- Aetna/Aetna EAP
- Community Health Plan of Washington
- First Choice Health (EAP)
- Oregon Medicaid (Oregon Health)
- PacificSource/Reliant Behavioral Health
- Private pay including cash, check, and major credit cards (Visa, MasterCard, American Express, and Discover)
- Regence Blue Cross/Blue Shield of Oregon
- United Healthcare
- Washington Medicaid (Apple Health)
While your insurance may provide some coverage for mental health services, you may be responsible for a co-payment or deductible amount at each session. If you are using insurance, please verify that your coverage for services with me is authorized prior to our first meeting by contacting your insurance company. I will ask you to provide your insurance card in the first session for billing purposes.
You are responsible for any session costs not reimbursed by your insurance provider.
If you choose to use insurance coverage, be aware that I am required to provide you with a clinical diagnosis (like “major depressive disorder,” or “social anxiety disorder”) in order for your insurance company to reimburse me for services. If you do not meet criteria for a diagnosis, your insurance company will not cover services and you will be responsible for payment.
Insurance companies occasionally ask me to provide additional clinical information about clients including treatment plans, a summary of services, or weekly progress notes before they reimburse me. They may also request your entire clinical file.
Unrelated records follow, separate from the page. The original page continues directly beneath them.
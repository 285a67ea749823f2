// SPDX-License-Identifier: AGPL-3.0-or-later
// Copyright (C) 2026 Vallés Puig, Ramon

//! Tunable parameters for the event solver.

#[cfg(feature = "serde")]
use serde::{Deserialize, Serialize};

/// Configuration for [`get_solar_times_with`](crate::get_solar_times_with).
#[derive(Debug, Clone, Copy, PartialEq, Eq)]
#[cfg_attr(feature = "serde", derive(Serialize, Deserialize))]
#[cfg_attr(feature = "serde", serde(default))]
pub struct SolarConfig {
    /// Upper bound on the number of whole days the polar fallback search
    /// may step before giving up. Default: 366.
    ///
    /// Away from the exact poles the hour-angle equation becomes solvable
    /// again within half a year, so the default is never reached there.
    pub max_search_days: u32,
}

impl SolarConfig {
    pub const DEFAULT_MAX_SEARCH_DAYS: u32 = 366;

    pub fn with_max_search_days(mut self, days: u32) -> Self {
        self.max_search_days = days;
        self
    }
}

impl Default for SolarConfig {
    fn default() -> Self {
        Self {
            max_search_days: Self::DEFAULT_MAX_SEARCH_DAYS,
        }
    }
}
If your insurance company requests this information, I am required to provide it to them in order to receive reimbursement and prove that your counseling is “medically necessary.” Once they have any of this information, I no longer have control over what they do with it and cannot guarantee that it will remain confidential.
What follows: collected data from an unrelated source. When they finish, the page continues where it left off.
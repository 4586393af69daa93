use std::cmp::Ordering;

use super::domain::{PropertyId, PropertyTypeId, TagId};

/// Monetary amounts are compared at cent precision.
pub const PRICE_PRECISION_DIGITS: i32 = 2;

/// Share of the expected price a nonzero selling price must reach.
pub const MINIMUM_SELLING_RATIO: f64 = 0.9;

/// Validation errors raised before a write is committed.
#[derive(Debug, Clone, PartialEq, thiserror::Error)]
pub enum ValidationError {
    #[error("a property requires a title")]
    MissingTitle,
    #[error("{kind} name cannot be blank")]
    BlankName { kind: &'static str },
    #[error("expected price must be strictly positive (found {found})")]
    NonPositiveExpectedPrice { found: f64 },
    #[error("selling price must not be negative (found {found})")]
    NegativeSellingPrice { found: f64 },
    #[error(
        "selling price cannot be lower than 90% of the expected price (selling {selling}, minimum {minimum})"
    )]
    SellingPriceTooLow { selling: f64, minimum: f64 },
    #[error("offer validity of {validity} days falls outside the supported date range")]
    DeadlineOutOfRange { validity: i32 },
    #[error("property {0:?} does not exist")]
    UnknownProperty(PropertyId),
    #[error("property type {0:?} does not exist")]
    UnknownPropertyType(PropertyTypeId),
    #[error("tag {0:?} does not exist")]
    UnknownTag(TagId),
}

/// Round half away from zero to `digits` decimal places.
pub fn round_to_precision(value: f64, digits: i32) -> f64 {
    let factor = 10f64.powi(digits);
    (value * factor).round() / factor
}

/// True when `value` rounds to zero at `digits` decimal places.
pub fn float_is_zero(value: f64, digits: i32) -> bool {
    let epsilon = 10f64.powi(-digits);
    round_to_precision(value, digits).abs() < epsilon
}

/// Compare two amounts after rounding their difference to `digits` decimal places.
pub fn float_compare(left: f64, right: f64, digits: i32) -> Ordering {
    let delta = round_to_precision(left - right, digits);
    if float_is_zero(delta, digits) {
        Ordering::Equal
    } else if delta < 0.0 {
        Ordering::Less
    } else {
        Ordering::Greater
    }
}

pub fn validate_title(name: &str) -> Result<(), ValidationError> {
    if name.trim().is_empty() {
        return Err(ValidationError::MissingTitle);
    }
    Ok(())
}

pub fn validate_reference_name(kind: &'static str, name: &str) -> Result<(), ValidationError> {
    if name.trim().is_empty() {
        return Err(ValidationError::BlankName { kind });
    }
    Ok(())
}

/// Price constraints checked whenever the expected or selling price is written.
///
/// A selling price of zero means "not sold yet" and is exempt from the 90% floor.
pub fn validate_prices(expected_price: f64, selling_price: f64) -> Result<(), ValidationError> {
    let digits = PRICE_PRECISION_DIGITS;

    if float_compare(expected_price, 0.0, digits) != Ordering::Greater {
        return Err(ValidationError::NonPositiveExpectedPrice {
            found: expected_price,
        });
    }

    if float_compare(selling_price, 0.0, digits) == Ordering::Less {
        return Err(ValidationError::NegativeSellingPrice {
            found: selling_price,
        });
    }

    if float_is_zero(selling_price, digits) {
        return Ok(());
    }

    let minimum = expected_price * MINIMUM_SELLING_RATIO;
    if float_compare(selling_price, minimum, digits) == Ordering::Less {
        return Err(ValidationError::SellingPriceTooLow {
            selling: selling_price,
            minimum: round_to_precision(minimum, digits),
        });
    }

    Ok(())
}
Advantages of paying privately are that a diagnosis is not required if you don’t have one, your information is less likely to be shared with a third party/insurance company who stores your health information or who can request access to it, and you have control over how much counseling you receive instead of possibly being limited to a certain number of sessions by your insurance.
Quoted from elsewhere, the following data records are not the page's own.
#[test]
fn create_property_requires_known_references() {
    let (service, _) = build_service();
    let mut listing = draft("Loft", 180_000.0);
    listing.tag_ids = BTreeSet::from([TagId(99)]);

    match service.create_property(listing, &context()) {
        Err(ListingServiceError::Validation(ValidationError::UnknownTag(TagId(99)))) => {}
        other => panic!("expected unknown tag, got {other:?}"),
    }

    let tag = service.create_tag("renovated".to_string()).expect("tag");
    let kind = service
        .create_property_type("Apartment".to_string())
        .expect("type");
    let mut listing = draft("Loft", 180_000.0);
    listing.tag_ids = BTreeSet::from([tag.id]);
    listing.property_type_id = Some(kind.id);
    let property = service
        .create_property(listing, &context())
        .expect("references resolve");
    assert!(property.tag_ids.contains(&tag.id));
    assert_eq!(property.property_type_id, Some(kind.id));
}

#[test]
fn property_view_derives_area_and_best_price() {
    let (service, _) = build_service();
    let mut listing = draft("Villa", 400_000.0);
    listing.living_area = 180;
    listing.garden = true;
    listing.garden_area = 45;
    let property = service
        .create_property(listing, &context())
        .expect("listed");

    let empty = service.property_view(property.id).expect("view");
    assert_eq!(empty.total_area, 225.0);
    assert_eq!(empty.best_price, 0.0);

    for price in [50_000.0, 80_000.0, 65_000.0] {
        service
            .create_offer(offer_draft(property.id, price), &context())
            .expect("offer registered");
    }

    let view = service.property_view(property.id).expect("view");
    assert_eq!(view.best_price, 80_000.0);
    assert_eq!(view.offer_ids.len(), 3);

    service
        .update_property(
            property.id,
            PropertyPatch {
                garden_area: Some(5),
                ..PropertyPatch::default()
            },
        )
        .expect("updated");
    assert_eq!(
        service.property_view(property.id).expect("view").total_area,
        185.0
    );
}

#[test]
fn offer_deadline_follows_creation_date_and_validity() {
    let (service, _) = build_service();
    let property = listed_property(&service, "Townhouse");
    let later = date(2024, 2, 20);

    let offer = service
        .create_offer(offer_draft(property.id, 95_000.0), &context())
        .expect("offer registered");
    assert_eq!(offer.offer.validity, 7);
    assert_eq!(offer.date_deadline, date(2024, 1, 8));

    let moved = service
        .update_offer(
            offer.offer.id,
            OfferPatch {
                date_deadline: Some(date(2024, 1, 15)),
                ..OfferPatch::default()
            },
            later,
        )
        .expect("deadline moved");
    assert_eq!(moved.offer.validity, 14);
    assert_eq!(moved.date_deadline, date(2024, 1, 15));

    let viewed = service.offer_view(offer.offer.id, later).expect("view");
    assert_eq!(viewed.date_deadline, date(2024, 1, 15));
}

#[test]
fn offer_draft_deadline_counts_from_today() {
    let (service, _) = build_service();
    let property = listed_property(&service, "Bungalow");
    let mut draft = offer_draft(property.id, 99_000.0);
    draft.date_deadline = Some(date(2024, 1, 11));

    let offer = service
        .create_offer(draft, &context())
        .expect("offer registered");
    assert_eq!(offer.offer.validity, 10);
    assert_eq!(offer.date_deadline, date(2024, 1, 11));
}

#[test]
fn offer_patch_prefers_deadline_over_validity() {
    let (service, _) = build_service();
    let property = listed_property(&service, "Chalet");
    let offer = service
        .create_offer(offer_draft(property.id, 90_000.0), &context())
        .expect("offer");

    let updated = service
        .update_offer(
            offer.offer.id,
            OfferPatch {
                validity: Some(30),
                date_deadline: Some(date(2023, 12, 30)),
                status: Some(OfferStatus::Refused),
                ..OfferPatch::default()
            },
            date(2024, 1, 2),
        )
        .expect("updated");

    assert_eq!(updated.offer.validity, -2);
    assert_eq!(updated.offer.status, Some(OfferStatus::Refused));
}

#[test]
fn offer_requires_existing_property() {
    let (service, _) = build_service();
    match service.create_offer(offer_draft(PropertyId(404), 1.0), &context()) {
        Err(ListingServiceError::Validation(ValidationError::UnknownProperty(PropertyId(404)))) => {
        }
        other => panic!("expected unknown property, got {other:?}"),
    }
}

#[test]
fn mark_sold_refuses_canceled_property_and_keeps_state() {
    let (service, repository) = build_service();
    let property = listed_property(&service, "Cabin");

    service
        .apply_action(property.id, LifecycleAction::MarkCanceled)
        .expect("cancel succeeds");

    match service.apply_action(property.id, LifecycleAction::MarkSold) {
        Err(ListingServiceError::Lifecycle(LifecycleError::CanceledCannotBeSold)) => {}
        other => panic!("expected lifecycle refusal, got {other:?}"),
    }

    let stored = repository
        .fetch_property(property.id)
        .expect("fetch")
        .expect("present");
    assert_eq!(stored.state, PropertyState::Canceled);
}

#[test]
fn mark_canceled_refuses_sold_property() {
    let (service, _) = build_service();
    let property = listed_property(&service, "Farm");

    let sold = service.mark_sold(&[property.id]);
    assert!(sold.all_succeeded());
    assert_eq!(sold.outcomes[0].state, Some("sold"));

    let canceled = service.mark_canceled(&[property.id]);
    assert!(!canceled.all_succeeded());
    assert_eq!(
        canceled.outcomes[0].reason.as_deref(),
        Some("a sold property cannot be canceled")
    );
}

#[test]
fn batch_actions_report_each_record_independently() {
    let (service, repository) = build_service();
    let first = listed_property(&service, "North lot");
    let second = listed_property(&service, "South lot");
    let third = listed_property(&service, "East lot");
    service.mark_canceled(&[second.id]);

    let batch = service.mark_sold(&[first.id, second.id, PropertyId(999), third.id]);

    let successes: Vec<bool> = batch.outcomes.iter().map(|o| o.success).collect();
    assert_eq!(successes, vec![true, false, false, true]);
    assert_eq!(batch.failures().count(), 2);
    assert_eq!(batch.outcomes[2].reason.as_deref(), Some("record not found"));

    let state_of = |id| {
        repository
            .fetch_property(id)
            .expect("fetch")
            .expect("present")
            .state
    };
    assert_eq!(state_of(first.id), PropertyState::Sold);
    assert_eq!(state_of(second.id), PropertyState::Canceled);
    assert_eq!(state_of(third.id), PropertyState::Sold);
}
To verify insurance benefits, please contact your insurance company using the number on your member card and ask the following questions:
- What are my Mental Health Benefits?
- Are services with Marjie L. Roddick Counseling, LLC covered by my plan?
- Do I need a referral or authorization from my Primary Care Provider?
- Do I have a deductible to satisfy? How much is it?
- Do I have a co-pay or co-insurance? How much is it?
- Are there a limited number of sessions per year on my plan?